Last week, Allison wrote: “I recently read the NYTimes article about MSG [monosodium glutamate] and although you were quoted, I’d love to hear more of your thoughts.”

This is a tough one. My files on MSG go back to 1971 when the FDA said this flavor enhancer, the sodium salt of an amino acid that forms part of virtually all proteins, was safe for everyone “except for those who are individually sensitive to the substance.” By these, it meant people who reacted to foods containing MSG with headaches, tingling, flushing or other such neurological symptoms. Because Chinese food contained a lot of MSG, the symptoms came to be known as “Chinese Restaurant Syndrome.” In the late 1970s, scientists weighed in with reports of placebo-controlled trials that showed no reaction to MSG except for the first half hour after eating it. By 1980, scientists concluded that MSG only caused problems for a small percentage of individuals who had a genetic susceptibility. Placebo-controlled trials continue to find no difference in symptoms when people consume MSG or a placebo. That is why I told the reporter that there was no clinical evidence for problems and why “I thought the issue was settled though I know a lot of people will never believe that.” I wish what I had said next had been included because I went on to explain that such studies cannot account for the very real experience of people who experience symptoms, such as those whose letters appear in today’s Times.

How to make sense of this?

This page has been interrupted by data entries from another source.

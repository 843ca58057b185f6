//! Decision role: computes the overall trust score.
//!
//! Pulls the subject's stored signals and the location configuration
//! from the data center, scores the attempt, and forwards score and
//! sign-in risk to the policy engine for the verdict. Evaluation fails
//! closed: a subject with no identity record, no recorded access
//! request, or no auth history cannot be scored and the whole request
//! fails rather than receiving a guessed score.

use crate::handlers::{peer_for, to_payload};
use crate::intents::{
    self, AccessDecisionRequest, LocationConfigReply, UserDataReply, UserScopedPayload,
};
use async_trait::async_trait;
use cordon_core::{CordonError, CordonResult, NodeRole};
use cordon_fabric::{Envelope, FabricNode, IntentHandler};
use cordon_trust::trust_score;
use std::sync::Arc;
use tracing::info;

/// Handles [`intents::REQUEST_TRUST_SCORE`] from the access proxy.
pub struct TrustEvaluator;

/// Register the decision-node intents.
pub async fn register(node: &FabricNode) {
    node.register_handler(
        NodeRole::AccessProxy,
        intents::REQUEST_TRUST_SCORE,
        Arc::new(TrustEvaluator),
    )
    .await;
}

#[async_trait]
impl IntentHandler for TrustEvaluator {
    async fn handle(
        &self,
        fabric: &FabricNode,
        envelope: Envelope,
    ) -> CordonResult<Option<serde_json::Value>> {
        let payload: UserScopedPayload = envelope.decode()?;
        let user_id = payload.user_id.clone();
        let data_center = peer_for(fabric, NodeRole::DataCenter).await?;

        let user_data: UserDataReply = serde_json::from_value(
            fabric
                .request(&data_center, intents::REQUEST_USER_DATA, to_payload(&payload)?)
                .await?,
        )
        .map_err(|e| CordonError::malformed(format!("user data reply: {e}")))?;

        let location_config: LocationConfigReply = serde_json::from_value(
            fabric
                .request(&data_center, intents::REQUEST_LOC_CONFIGS, serde_json::json!({}))
                .await?,
        )
        .map_err(|e| CordonError::malformed(format!("location config reply: {e}")))?;

        let user = user_data
            .user
            .ok_or_else(|| CordonError::not_found(format!("identity for user {user_id}")))?;
        let latest_request = user_data
            .latest_request
            .ok_or_else(|| CordonError::not_found(format!("access request for user {user_id}")))?;
        let latest_event = user_data
            .latest_data
            .ok_or_else(|| CordonError::not_found(format!("auth history for user {user_id}")))?;

        let location = latest_request.location.as_deref().unwrap_or("");
        let score = trust_score(
            latest_event.sign_in_risk,
            location,
            &latest_request.access_request_time,
            &location_config.ta_data,
        )?;
        info!(user = %user_id, score, "trust evaluation complete");

        let policy_engine = peer_for(fabric, NodeRole::PolicyEngine).await?;
        let verdict = fabric
            .request(
                &policy_engine,
                intents::REQUEST_ACCESS_DECISION,
                to_payload(&AccessDecisionRequest {
                    user_id,
                    user_trust_score: score,
                    sign_in_risk: latest_event.sign_in_risk,
                    user_role: user.user_role,
                })?,
            )
            .await?;

        Ok(Some(verdict))
    }
}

MSG susceptibility falls into the category of many other food sensitivities and allergies, most of which are exceedingly difficult to diagnose. The science of food sensitivities, like much of nutrition science, is difficult to do, especially when serious symptoms are relatively rare in the population (it is too expensive to do studies on a large enough sample of individuals to get meaningful results).

If you are one of those people who experiences symptoms from MSG, there is only one thing to do: avoid it. And that brings us to the need to have more informative food labels. One again, we are in the realm of food politics.